(Record extracts Opens)

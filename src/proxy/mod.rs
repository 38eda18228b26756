//! Same-origin image proxy.
//!
//! Character sprites live on another origin; pixel-level work on them in a browser needs them
//! served from the page's own origin. `GET /api/proxy-image?url=<absolute-url>` relays the
//! upstream bytes and content type.

use std::future::Future;
use std::net::SocketAddr;

use axum::Router;
use axum::extract::{Query, State};
use axum::http::StatusCode;
use axum::http::header::{CACHE_CONTROL, CONTENT_TYPE};
use axum::response::{IntoResponse, Response};
use axum::routing::get;
use tracing::{debug, info, warn};

use crate::foundation::error::{MapleError, MapleResult};

/// Route served by [`router`].
pub const PROXY_ROUTE: &str = "/api/proxy-image";

const DEFAULT_CONTENT_TYPE: &str = "image/png";
const CACHE_POLICY: &str = "s-maxage=86400";

#[derive(Clone)]
struct ProxyState {
    client: reqwest::Client,
}

#[derive(serde::Deserialize)]
struct ProxyQuery {
    url: Option<String>,
}

/// Router exposing the proxy route, fetching upstream with `client`.
pub fn router(client: reqwest::Client) -> Router {
    Router::new()
        .route(PROXY_ROUTE, get(proxy_image))
        .with_state(ProxyState { client })
}

/// Bind `addr` and serve `app` until `shutdown` resolves.
pub async fn serve<F>(addr: SocketAddr, app: Router, shutdown: F) -> MapleResult<()>
where
    F: Future<Output = ()> + Send + 'static,
{
    let listener = tokio::net::TcpListener::bind(addr)
        .await
        .map_err(|e| MapleError::service(format!("bind {addr}: {e}")))?;
    info!("image proxy listening on http://{addr}{PROXY_ROUTE}");
    axum::serve(listener, app)
        .with_graceful_shutdown(shutdown)
        .await
        .map_err(|e| MapleError::service(format!("serve {addr}: {e}")))
}

fn json_error(status: StatusCode, message: &str) -> Response {
    (status, axum::Json(serde_json::json!({ "error": message }))).into_response()
}

async fn proxy_image(State(state): State<ProxyState>, Query(query): Query<ProxyQuery>) -> Response {
    let Some(target) = query.url.filter(|u| !u.is_empty()) else {
        return json_error(StatusCode::BAD_REQUEST, "URL is required");
    };
    let scheme_ok = url::Url::parse(&target)
        .map(|u| matches!(u.scheme(), "http" | "https"))
        .unwrap_or(false);
    if !scheme_ok {
        return json_error(StatusCode::BAD_REQUEST, "URL must be absolute http(s)");
    }

    let upstream = match state.client.get(&target).send().await {
        Ok(resp) => resp,
        Err(e) => {
            warn!(url = %target, error = %e, "proxy upstream request failed");
            return json_error(StatusCode::INTERNAL_SERVER_ERROR, "Internal server error");
        }
    };
    let status = upstream.status();
    if !status.is_success() {
        debug!(url = %target, %status, "proxy upstream returned error status");
        return json_error(status, "Failed to fetch image");
    }

    let content_type = upstream
        .headers()
        .get(CONTENT_TYPE)
        .and_then(|v| v.to_str().ok())
        .unwrap_or(DEFAULT_CONTENT_TYPE)
        .to_owned();
    match upstream.bytes().await {
        Ok(body) => (
            [
                (CONTENT_TYPE, content_type),
                (CACHE_CONTROL, CACHE_POLICY.to_owned()),
            ],
            body,
        )
            .into_response(),
        Err(e) => {
            warn!(url = %target, error = %e, "proxy upstream body failed");
            json_error(StatusCode::INTERNAL_SERVER_ERROR, "Internal server error")
        }
    }
}

#[cfg(test)]
#[path = "../../tests/unit/proxy/mod.rs"]
mod tests;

(Record extracts Closes)

What you have to do:
Each line of the data above should appear again in your answer, exactly as given.

Reply to the task:
filename src/proxy/mod.rs
repository 38eda18228b26756
//! Same-origin image proxy.
//!
//! Character sprites live on another origin; pixel-level work on them in a browser needs them
//! served from the page's own origin. `GET /api/proxy-image?url=<absolute-url>` relays the
//! upstream bytes and content type.

use std::future::Future;
use std::net::SocketAddr;

use axum::Router;
use axum::extract::{Query, State};
use axum::http::StatusCode;
use axum::http::header::{CACHE_CONTROL, CONTENT_TYPE};
use axum::response::{IntoResponse, Response};
use axum::routing::get;
use tracing::{debug, info, warn};

use crate::foundation::error::{MapleError, MapleResult};

/// Route served by [`router`].
pub const PROXY_ROUTE: &str = "/api/proxy-image";

const DEFAULT_CONTENT_TYPE: &str = "image/png";
const CACHE_POLICY: &str = "s-maxage=86400";

#[derive(Clone)]
struct ProxyState {
    client: reqwest::Client,
}

#[derive(serde::Deserialize)]
struct ProxyQuery {
    url: Option<String>,
}

/// Router exposing the proxy route, fetching upstream with `client`.
pub fn router(client: reqwest::Client) -> Router {
    Router::new()
        .route(PROXY_ROUTE, get(proxy_image))
        .with_state(ProxyState { client })
}

/// Bind `addr` and serve `app` until `shutdown` resolves.
pub async fn serve<F>(addr: SocketAddr, app: Router, shutdown: F) -> MapleResult<()>
where
    F: Future<Output = ()> + Send + 'static,
{
    let listener = tokio::net::TcpListener::bind(addr)
        .await
        .map_err(|e| MapleError::service(format!("bind {addr}: {e}")))?;
    info!("image proxy listening on http://{addr}{PROXY_ROUTE}");
    axum::serve(listener, app)
        .with_graceful_shutdown(shutdown)
        .await
        .map_err(|e| MapleError::service(format!("serve {addr}: {e}")))
}

fn json_error(status: StatusCode, message: &str) -> Response {
    (status, axum::Json(serde_json::json!({ "error": message }))).into_response()
}

async fn proxy_image(State(state): State<ProxyState>, Query(query): Query<ProxyQuery>) -> Response {
    let Some(target) = query.url.filter(|u| !u.is_empty()) else {
        return json_error(StatusCode::BAD_REQUEST, "URL is required");
    };
    let scheme_ok = url::Url::parse(&target)
        .map(|u| matches!(u.scheme(), "http" | "https"))
        .unwrap_or(false);
    if !scheme_ok {
        return json_error(StatusCode::BAD_REQUEST, "URL must be absolute http(s)");
    }

    let upstream = match state.client.get(&target).send().await {
        Ok(resp) => resp,
        Err(e) => {
            warn!(url = %target, error = %e, "proxy upstream request failed");
            return json_error(StatusCode::INTERNAL_SERVER_ERROR, "Internal server error");
        }
    };
    let status = upstream.status();
    if !status.is_success() {
        debug!(url = %target, %status, "proxy upstream returned error status");
        return json_error(status, "Failed to fetch image");
    }

    let content_type = upstream
        .headers()
        .get(CONTENT_TYPE)
        .and_then(|v| v.to_str().ok())
        .unwrap_or(DEFAULT_CONTENT_TYPE)
        .to_owned();
    match upstream.bytes().await {
        Ok(body) => (
            [
                (CONTENT_TYPE, content_type),
                (CACHE_CONTROL, CACHE_POLICY.to_owned()),
            ],
            body,
        )
            .into_response(),
        Err(e) => {
            warn!(url = %target, error = %e, "proxy upstream body failed");
            json_error(StatusCode::INTERNAL_SERVER_ERROR, "Internal server error")
        }
    }
}

#[cfg(test)]
#[path = "../../tests/unit/proxy/mod.rs"]
mod tests;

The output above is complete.